//! Analysis pipeline: one résumé validated against one job, start to finish.
//!
//! Flow: resolve_job_description → download_resume → extract_text →
//!       generate_report → ensure_candidate_record → save_report_pdf →
//!       upload_report → update_job_candidate_status, then cleanup.
//!
//! Stages run strictly in order and all return `Result<_, PipelineError>`.
//! `run` is the only place that matches on a stage failure.

pub mod scratch;

use std::path::{Path, PathBuf};
use std::sync::Arc;

use serde::{Deserialize, Serialize};
use serde_json::json;
use tracing::{error, info, warn};
use uuid::Uuid;

use crate::analysis::{AnalysisReport, ReportGenerator};
use crate::errors::PipelineError;
use crate::extraction::TextExtractor;
use crate::layout::ReportRenderer;
use crate::models::{JobCandidateUpdate, NewCandidate};
use crate::progress::{ProgressLog, Step};
use crate::repository::HrRepository;
use crate::storage::fetcher::scratch_file_name;
use crate::storage::{ReportUploader, ResumeFetcher};

pub use scratch::ScratchFiles;

// ────────────────────────────────────────────────────────────────────────────
// Data models
// ────────────────────────────────────────────────────────────────────────────

/// One unit of work. Immutable once enqueued.
#[derive(Debug, Clone, PartialEq, Serialize, Deserialize)]
pub struct AnalysisJob {
    /// `hr_jobs.id`; also the key of the job's progress log.
    pub id: Uuid,
    pub candidate_id: Uuid,
    /// Object path of the résumé PDF in the bucket.
    pub resume_reference: String,
    /// Caller-supplied description. The `hr_jobs` row takes precedence.
    pub job_description: String,
}

#[derive(Debug, Clone, Copy, PartialEq, Eq, Serialize, Deserialize)]
#[serde(rename_all = "lowercase")]
pub enum PipelineStatus {
    Finished,
    Failed,
}

#[derive(Debug, Clone, PartialEq, Serialize, Deserialize)]
pub struct PipelineResult {
    pub status: PipelineStatus,
    pub candidate_id: Uuid,
    #[serde(default, skip_serializing_if = "Option::is_none")]
    pub error: Option<String>,
}

impl PipelineResult {
    pub fn finished(candidate_id: Uuid) -> Self {
        Self {
            status: PipelineStatus::Finished,
            candidate_id,
            error: None,
        }
    }

    pub fn failed(candidate_id: Uuid, error: String) -> Self {
        Self {
            status: PipelineStatus::Failed,
            candidate_id,
            error: Some(error),
        }
    }
}

/// Stage implementations the pipeline is assembled from.
pub struct PipelineComponents {
    pub repository: Arc<dyn HrRepository>,
    pub fetcher: ResumeFetcher,
    pub extractor: TextExtractor,
    pub generator: ReportGenerator,
    pub renderer: ReportRenderer,
    pub uploader: ReportUploader,
    pub progress: ProgressLog,
}

// ────────────────────────────────────────────────────────────────────────────
// Pipeline
// ────────────────────────────────────────────────────────────────────────────

pub struct AnalysisPipeline {
    repository: Arc<dyn HrRepository>,
    fetcher: ResumeFetcher,
    extractor: TextExtractor,
    generator: ReportGenerator,
    renderer: ReportRenderer,
    uploader: ReportUploader,
    progress: ProgressLog,
    scratch_dir: PathBuf,
    report_path_prefix: String,
}

impl AnalysisPipeline {
    pub fn new(components: PipelineComponents, scratch_dir: PathBuf, report_path_prefix: String) -> Self {
        Self {
            repository: components.repository,
            fetcher: components.fetcher,
            extractor: components.extractor,
            generator: components.generator,
            renderer: components.renderer,
            uploader: components.uploader,
            progress: components.progress,
            scratch_dir,
            report_path_prefix: report_path_prefix.trim_end_matches('/').to_string(),
        }
    }

    /// Runs every stage for `job`. Never returns an error: failures are logged,
    /// reflected on the `hr_job_candidates` row when possible, and reported in the
    /// returned result. Scratch files are removed either way.
    pub async fn run(&self, job: &AnalysisJob) -> PipelineResult {
        let mut scratch = ScratchFiles::new();

        self.progress
            .record(
                job.id,
                Step::Init,
                "Task started",
                Some(json!({
                    "candidate_id": job.candidate_id,
                    "resume_reference": job.resume_reference,
                })),
            )
            .await;

        let result = match self.execute(job, &mut scratch).await {
            Ok(()) => {
                info!(job_id = %job.id, candidate_id = %job.candidate_id, "Analysis finished");
                PipelineResult::finished(job.candidate_id)
            }
            Err(e) => {
                error!(job_id = %job.id, candidate_id = %job.candidate_id, "Analysis failed: {e}");
                self.progress
                    .record(
                        job.id,
                        Step::Error,
                        format!("Task failed: {e}"),
                        Some(json!({ "error": e.to_string() })),
                    )
                    .await;
                self.mark_failed(job).await;
                PipelineResult::failed(job.candidate_id, e.to_string())
            }
        };

        scratch.cleanup(job.id, &self.progress).await;
        result
    }

    async fn execute(&self, job: &AnalysisJob, scratch: &mut ScratchFiles) -> Result<(), PipelineError> {
        let job_description = self.resolve_job_description(job).await?;
        let resume_path = self.download_resume(job, scratch).await?;
        let resume_text = self.extract_text(job, &resume_path).await?;
        let report = self.generate_report(job, &resume_text, &job_description).await?;
        self.ensure_candidate_record(job, &report).await?;
        let report_path = self.save_report_pdf(job, &report, scratch).await?;
        self.upload_report(job, &report_path).await?;
        self.update_job_candidate_status(job, &report).await
    }

    // ── stages ──────────────────────────────────────────────────────────────

    async fn resolve_job_description(&self, job: &AnalysisJob) -> Result<String, PipelineError> {
        self.progress
            .record(
                job.id,
                Step::ResolveJobDescription,
                "Fetching job description from database",
                None,
            )
            .await;

        let description = self
            .repository
            .job_description(job.id)
            .await?
            .ok_or(PipelineError::JobNotFound(job.id))?;

        if description != job.job_description {
            info!(job_id = %job.id, "Using stored job description instead of the submitted one");
        }

        self.progress
            .record(
                job.id,
                Step::ResolveJobDescription,
                "Job description retrieved",
                Some(json!({ "description_length": description.len() })),
            )
            .await;
        Ok(description)
    }

    async fn download_resume(
        &self,
        job: &AnalysisJob,
        scratch: &mut ScratchFiles,
    ) -> Result<PathBuf, PipelineError> {
        self.progress
            .record(
                job.id,
                Step::DownloadResume,
                "Downloading resume from storage",
                Some(json!({ "resume_reference": job.resume_reference })),
            )
            .await;

        let local = scratch.register(self.scratch_dir.join(scratch_file_name(
            job.id,
            job.candidate_id,
            &job.resume_reference,
        )));
        let path = self
            .fetcher
            .fetch(job.id, &job.resume_reference, &local)
            .await?;

        let size = tokio::fs::metadata(&path).await.map(|m| m.len()).unwrap_or(0);
        self.progress
            .record(
                job.id,
                Step::DownloadResume,
                "Resume downloaded successfully",
                Some(json!({ "resume_size": size })),
            )
            .await;
        Ok(path)
    }

    async fn extract_text(&self, job: &AnalysisJob, resume: &Path) -> Result<String, PipelineError> {
        self.progress
            .record(
                job.id,
                Step::ExtractText,
                "Extracting text from resume using OCR",
                None,
            )
            .await;

        let text = self.extractor.extract(job.id, resume).await?;

        self.progress
            .record(
                job.id,
                Step::ExtractText,
                "Text extracted successfully",
                Some(json!({ "text_length": text.len() })),
            )
            .await;
        Ok(text)
    }

    async fn generate_report(
        &self,
        job: &AnalysisJob,
        resume_text: &str,
        job_description: &str,
    ) -> Result<AnalysisReport, PipelineError> {
        self.progress
            .record(job.id, Step::GenerateReport, "Generating analysis report", None)
            .await;

        let report = self
            .generator
            .generate(job.id, resume_text, job_description)
            .await?;

        self.progress
            .record(
                job.id,
                Step::GenerateReport,
                "Report generated successfully",
                Some(json!({ "overall_score": report.overall_score })),
            )
            .await;
        Ok(report)
    }

    async fn ensure_candidate_record(
        &self,
        job: &AnalysisJob,
        report: &AnalysisReport,
    ) -> Result<(), PipelineError> {
        self.progress
            .record(
                job.id,
                Step::EnsureCandidateRecord,
                format!("Checking hr_candidates for id: {}", job.candidate_id),
                None,
            )
            .await;

        if self.repository.candidate_exists(job.candidate_id).await? {
            self.progress
                .record(
                    job.id,
                    Step::EnsureCandidateRecord,
                    "Candidate record already exists",
                    None,
                )
                .await;
            return Ok(());
        }

        let candidate = NewCandidate::from_details(job.candidate_id, &report.candidate_details);
        self.repository.insert_candidate(&candidate).await?;

        self.progress
            .record(
                job.id,
                Step::CreateCandidate,
                format!("Created new candidate record for {}", job.candidate_id),
                Some(json!({ "name": candidate.name, "email": candidate.email })),
            )
            .await;
        Ok(())
    }

    async fn save_report_pdf(
        &self,
        job: &AnalysisJob,
        report: &AnalysisReport,
        scratch: &mut ScratchFiles,
    ) -> Result<PathBuf, PipelineError> {
        self.progress
            .record(job.id, Step::SaveReportPdf, "Saving report as PDF", None)
            .await;

        let bytes = self.renderer.render(report).await?;
        let path = scratch.register(self.scratch_dir.join(report_file_name(job)));
        tokio::fs::write(&path, &bytes)
            .await
            .map_err(|e| PipelineError::Render(format!("failed to write {}: {e}", path.display())))?;

        self.progress
            .record(
                job.id,
                Step::SaveReportPdf,
                "Report saved successfully",
                Some(json!({ "report_size": bytes.len() })),
            )
            .await;
        Ok(path)
    }

    async fn upload_report(&self, job: &AnalysisJob, report_path: &Path) -> Result<(), PipelineError> {
        let destination = self.report_destination(job);
        self.progress
            .record(
                job.id,
                Step::UploadReport,
                "Uploading report to storage",
                Some(json!({ "destination": destination })),
            )
            .await;

        self.uploader
            .upload(job.id, report_path, &destination)
            .await?;

        self.progress
            .record(
                job.id,
                Step::UploadReport,
                "Report uploaded successfully",
                Some(json!({ "destination": destination })),
            )
            .await;
        Ok(())
    }

    async fn update_job_candidate_status(
        &self,
        job: &AnalysisJob,
        report: &AnalysisReport,
    ) -> Result<(), PipelineError> {
        self.progress
            .record(
                job.id,
                Step::UpdateJobCandidateStatus,
                format!("Updating hr_job_candidates for id: {}", job.candidate_id),
                None,
            )
            .await;

        // The join row is keyed by the candidate id.
        if !self.repository.join_record_exists(job.candidate_id).await? {
            return Err(PipelineError::JoinRecordMissing(job.candidate_id));
        }

        let update = JobCandidateUpdate::finished(job.id, job.candidate_id, report);
        self.repository
            .complete_join_record(job.candidate_id, &update)
            .await?;

        self.progress
            .record(
                job.id,
                Step::UpdateJobCandidateStatus,
                format!("Updated hr_job_candidates record for id: {}", job.candidate_id),
                Some(json!({ "status": update.status, "overall_score": update.overall_score })),
            )
            .await;
        Ok(())
    }

    // ── failure handling ────────────────────────────────────────────────────

    /// Best effort; a failure here is only logged.
    async fn mark_failed(&self, job: &AnalysisJob) {
        match self
            .repository
            .mark_join_record_failed(job.id, job.candidate_id)
            .await
        {
            Ok(true) => info!(job_id = %job.id, candidate_id = %job.candidate_id, "Marked job candidate as failed"),
            Ok(false) => warn!(
                job_id = %job.id,
                candidate_id = %job.candidate_id,
                "No hr_job_candidates row to mark as failed"
            ),
            Err(e) => error!(
                job_id = %job.id,
                candidate_id = %job.candidate_id,
                "Failed to mark job candidate as failed: {e}"
            ),
        }
    }

    fn report_destination(&self, job: &AnalysisJob) -> String {
        let file = report_file_name(job);
        if self.report_path_prefix.is_empty() {
            format!("{}/{file}", job.id)
        } else {
            format!("{}/{}/{file}", self.report_path_prefix, job.id)
        }
    }
}

fn report_file_name(job: &AnalysisJob) -> String {
    format!("report_{}_{}.pdf", job.id, job.candidate_id)
}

- **Problem details**: Please count the lines in the material above that hold the word "models", and give only the total.

- **Result of the task**: 2